*EXERCISE OBJECTIVE*. Check every line of the entries for "force", and copy the lines that hold it.

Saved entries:
-.-.-
//! VM lifecycle service
//!
//! Validates requests, delegates to the hypervisor backend and records the
//! resulting state transition in the repository. Backend errors surface as
//! `VmError::Internal` and are never retried here; the only retrying path
//! is the bounded cleanup used for deletion.

use super::cleanup::perform_vm_cleanup;
use super::validation::{validate_vm_config, validate_vm_id};
use super::{CollectionHooks, RequestContext, DEFAULT_CUSTOMER_ID};
use crate::backend::{Backend, ManagedVm, VmInfo};
use crate::error::{RepositoryError, VmError, VmResult};
use crate::models::{Vm, VmConfig, VmState};
use crate::observability::ControlPlaneMetrics;
use crate::repository::VmRepository;
use serde::Serialize;
use std::sync::Arc;
use tracing::{debug, error, info, warn};

/// Result of a successful `create_vm`
#[derive(Debug, Clone, PartialEq, Serialize)]
pub struct CreateVmResponse {
    pub vm_id: String,
    pub state: VmState,
}

pub struct VmService {
    backend: Arc<dyn Backend>,
    repository: Arc<dyn VmRepository>,
    collection: Option<Arc<dyn CollectionHooks>>,
    metrics: ControlPlaneMetrics,
}

impl VmService {
    pub fn new(backend: Arc<dyn Backend>, repository: Arc<dyn VmRepository>) -> Self {
        Self {
            backend,
            repository,
            collection: None,
            metrics: ControlPlaneMetrics::new(),
        }
    }

    /// Attach metrics collection hooks driven by boot, shutdown and delete
    pub fn with_collection(mut self, hooks: Arc<dyn CollectionHooks>) -> Self {
        self.collection = Some(hooks);
        self
    }

    pub async fn create_vm(
        &self,
        ctx: &RequestContext,
        config: VmConfig,
    ) -> VmResult<CreateVmResponse> {
        let result = self.create_vm_inner(ctx, config).await;
        self.finish("create_vm", result)
    }

    async fn create_vm_inner(
        &self,
        ctx: &RequestContext,
        config: VmConfig,
    ) -> VmResult<CreateVmResponse> {
        if let Err(e) = validate_vm_config(&config) {
            warn!(customer_id = ?ctx.customer_id(), error = %e, "Rejected vm configuration");
            return Err(e);
        }

        let customer_id = self.customer_or_default(ctx, "create_vm");

        let vm_id = self.backend.create_vm(&config).await.map_err(|e| {
            error!(customer_id = %customer_id, error = %e, "Backend failed to create vm");
            VmError::internal("failed to create vm", e)
        })?;

        if let Err(e) = self
            .repository
            .create_vm(Vm::new(&vm_id, &customer_id, config))
            .await
        {
            error!(vm_id = %vm_id, customer_id = %customer_id, error = %e, "Failed to persist vm, rolling back");
            if let Err(cleanup_err) = perform_vm_cleanup(self.backend.clone(), &vm_id).await {
                error!(
                    vm_id = %vm_id,
                    error = %cleanup_err,
                    "Rollback cleanup failed, reconciliation will retire the vm"
                );
            }
            return Err(VmError::internal(
                format!("failed to persist vm {}", vm_id),
                e.into(),
            ));
        }

        info!(vm_id = %vm_id, customer_id = %customer_id, "VM created");

        Ok(CreateVmResponse {
            vm_id,
            state: VmState::Created,
        })
    }

    pub async fn delete_vm(&self, ctx: &RequestContext, vm_id: &str) -> VmResult<()> {
        let result = self.delete_vm_inner(ctx, vm_id).await;
        self.finish("delete_vm", result)
    }

    async fn delete_vm_inner(&self, ctx: &RequestContext, vm_id: &str) -> VmResult<()> {
        validate_vm_id(vm_id)?;

        // Billing must not see samples from a VM that is being torn down
        self.stop_collection(vm_id).await;

        perform_vm_cleanup(self.backend.clone(), vm_id)
            .await
            .map_err(|e| {
                error!(vm_id = %vm_id, customer_id = ?ctx.customer_id(), error = %e, "Failed to delete vm");
                VmError::internal(format!("failed to delete vm {}", vm_id), e.into())
            })?;

        match self.repository.delete_vm(vm_id).await {
            Ok(()) => {}
            Err(RepositoryError::NotFound(_)) => {
                info!(vm_id = %vm_id, "VM record already gone");
            }
            Err(e) => return Err(self.repository_error(vm_id, e)),
        }

        info!(vm_id = %vm_id, customer_id = ?ctx.customer_id(), "VM deleted");
        Ok(())
    }

    pub async fn boot_vm(&self, ctx: &RequestContext, vm_id: &str) -> VmResult<VmState> {
        let result = self.boot_vm_inner(ctx, vm_id).await;
        self.finish("boot_vm", result)
    }

    async fn boot_vm_inner(&self, ctx: &RequestContext, vm_id: &str) -> VmResult<VmState> {
        validate_vm_id(vm_id)?;

        self.backend
            .boot_vm(vm_id)
            .await
            .map_err(|e| self.backend_error("boot", vm_id, ctx, e))?;

        let process_id = self.backend_process_id(vm_id).await;
        self.transition(vm_id, VmState::Running, process_id).await?;

        // Metered only once the record says running
        let customer_id = self.customer_or_default(ctx, "boot_vm");
        if let Some(ref hooks) = self.collection {
            if let Err(e) = hooks.start_collection(vm_id, &customer_id).await {
                warn!(
                    vm_id = %vm_id,
                    customer_id = %customer_id,
                    error = %e,
                    "Failed to start metrics collection, vm booted without billing"
                );
            }
        }

        info!(vm_id = %vm_id, customer_id = %customer_id, process_id = ?process_id, "VM booted");
        Ok(VmState::Running)
    }

    pub async fn shutdown_vm(
        &self,
        ctx: &RequestContext,
        vm_id: &str,
        force: bool,
        timeout_seconds: u32,
    ) -> VmResult<VmState> {
        let result = self
            .shutdown_vm_inner(ctx, vm_id, force, timeout_seconds)
            .await;
        self.finish("shutdown_vm", result)
    }

    async fn shutdown_vm_inner(
        &self,
        ctx: &RequestContext,
        vm_id: &str,
        force: bool,
        timeout_seconds: u32,
    ) -> VmResult<VmState> {
        validate_vm_id(vm_id)?;

        self.stop_collection(vm_id).await;

        self.backend
            .shutdown_vm_with_options(vm_id, force, timeout_seconds)
            .await
            .map_err(|e| self.backend_error("shutdown", vm_id, ctx, e))?;

        self.transition(vm_id, VmState::Shutdown, None).await?;

        info!(vm_id = %vm_id, force = force, timeout_seconds = timeout_seconds, "VM shut down");
        Ok(VmState::Shutdown)
    }

    pub async fn pause_vm(&self, ctx: &RequestContext, vm_id: &str) -> VmResult<VmState> {
        let result = async {
            validate_vm_id(vm_id)?;
            self.backend
                .pause_vm(vm_id)
                .await
                .map_err(|e| self.backend_error("pause", vm_id, ctx, e))?;
            let process_id = self.backend_process_id(vm_id).await;
            self.transition(vm_id, VmState::Paused, process_id).await?;
            Ok::<_, VmError>(VmState::Paused)
        }
        .await;
        self.finish("pause_vm", result)
    }

    pub async fn resume_vm(&self, ctx: &RequestContext, vm_id: &str) -> VmResult<VmState> {
        let result = async {
            validate_vm_id(vm_id)?;
            self.backend
                .resume_vm(vm_id)
                .await
                .map_err(|e| self.backend_error("resume", vm_id, ctx, e))?;
            let process_id = self.backend_process_id(vm_id).await;
            self.transition(vm_id, VmState::Running, process_id).await?;
            Ok::<_, VmError>(VmState::Running)
        }
        .await;
        self.finish("resume_vm", result)
    }

    pub async fn reboot_vm(&self, ctx: &RequestContext, vm_id: &str) -> VmResult<VmState> {
        let result = async {
            validate_vm_id(vm_id)?;
            self.backend
                .reboot_vm(vm_id)
                .await
                .map_err(|e| self.backend_error("reboot", vm_id, ctx, e))?;
            let process_id = self.backend_process_id(vm_id).await;
            self.transition(vm_id, VmState::Running, process_id).await?;
            Ok::<_, VmError>(VmState::Running)
        }
        .await;
        self.finish("reboot_vm", result)
    }

    pub async fn get_vm_info(&self, ctx: &RequestContext, vm_id: &str) -> VmResult<VmInfo> {
        let result = async {
            validate_vm_id(vm_id)?;
            self.backend
                .get_vm_info(vm_id)
                .await
                .map_err(|e| self.backend_error("get_info", vm_id, ctx, e))
        }
        .await;
        self.finish("get_vm_info", result)
    }

    /// VMs known to the backend; empty when it cannot enumerate
    pub async fn list_vms(&self, _ctx: &RequestContext) -> VmResult<Vec<ManagedVm>> {
        let vms = match self.backend.as_lister() {
            Some(lister) => lister.list_vms(),
            None => {
                debug!("Backend does not support listing, returning empty vm list");
                Vec::new()
            }
        };
        self.finish("list_vms", Ok(vms))
    }

    fn customer_or_default(&self, ctx: &RequestContext, operation: &str) -> String {
        match ctx.customer_id() {
            Some(customer) => customer.to_string(),
            None => {
                warn!(
                    operation = %operation,
                    default_customer = DEFAULT_CUSTOMER_ID,
                    "No customer id in request context, using default"
                );
                DEFAULT_CUSTOMER_ID.to_string()
            }
        }
    }

    async fn stop_collection(&self, vm_id: &str) {
        if let Some(ref hooks) = self.collection {
            if let Err(e) = hooks.stop_collection(vm_id).await {
                warn!(vm_id = %vm_id, error = %e, "Failed to stop metrics collection");
            }
        }
    }

    /// Pid of the VM's Firecracker process according to the backend
    async fn backend_process_id(&self, vm_id: &str) -> Option<u32> {
        match self.backend.get_vm_info(vm_id).await {
            Ok(info) => info.process_id,
            Err(e) => {
                debug!(vm_id = %vm_id, error = %e, "Could not read vm info for process id");
                None
            }
        }
    }

    async fn transition(
        &self,
        vm_id: &str,
        state: VmState,
        process_id: Option<u32>,
    ) -> VmResult<()> {
        self.repository
            .update_vm_state(vm_id, state, process_id)
            .await
            .map_err(|e| self.repository_error(vm_id, e))
    }

    fn backend_error(
        &self,
        operation: &str,
        vm_id: &str,
        ctx: &RequestContext,
        e: anyhow::Error,
    ) -> VmError {
        error!(
            vm_id = %vm_id,
            customer_id = ?ctx.customer_id(),
            operation = %operation,
            error = %e,
            "Backend operation failed"
        );
        VmError::internal(format!("failed to {} vm {}", operation, vm_id), e)
    }

    fn repository_error(&self, vm_id: &str, e: RepositoryError) -> VmError {
        match e {
            RepositoryError::NotFound(_) => {
                warn!(vm_id = %vm_id, "VM record not found in repository");
                VmError::NotFound {
                    vm_id: vm_id.to_string(),
                }
            }
            other => {
                error!(vm_id = %vm_id, error = %other, "Repository operation failed");
                VmError::internal(format!("failed to persist state for vm {}", vm_id), other.into())
            }
        }
    }

    fn finish<T>(&self, operation: &str, result: VmResult<T>) -> VmResult<T> {
        let outcome = match &result {
            Ok(_) => "ok",
            Err(e) => e.kind(),
        };
        self.metrics.record_lifecycle_operation(operation, outcome);
        result
    }
}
-.-.-
*EXERCISE RESULT*.
        force: bool,
            .shutdown_vm_inner(ctx, vm_id, force, timeout_seconds)
        force: bool,
            .shutdown_vm_with_options(vm_id, force, timeout_seconds)
        info!(vm_id = %vm_id, force = force, timeout_seconds = timeout_seconds, "VM shut down");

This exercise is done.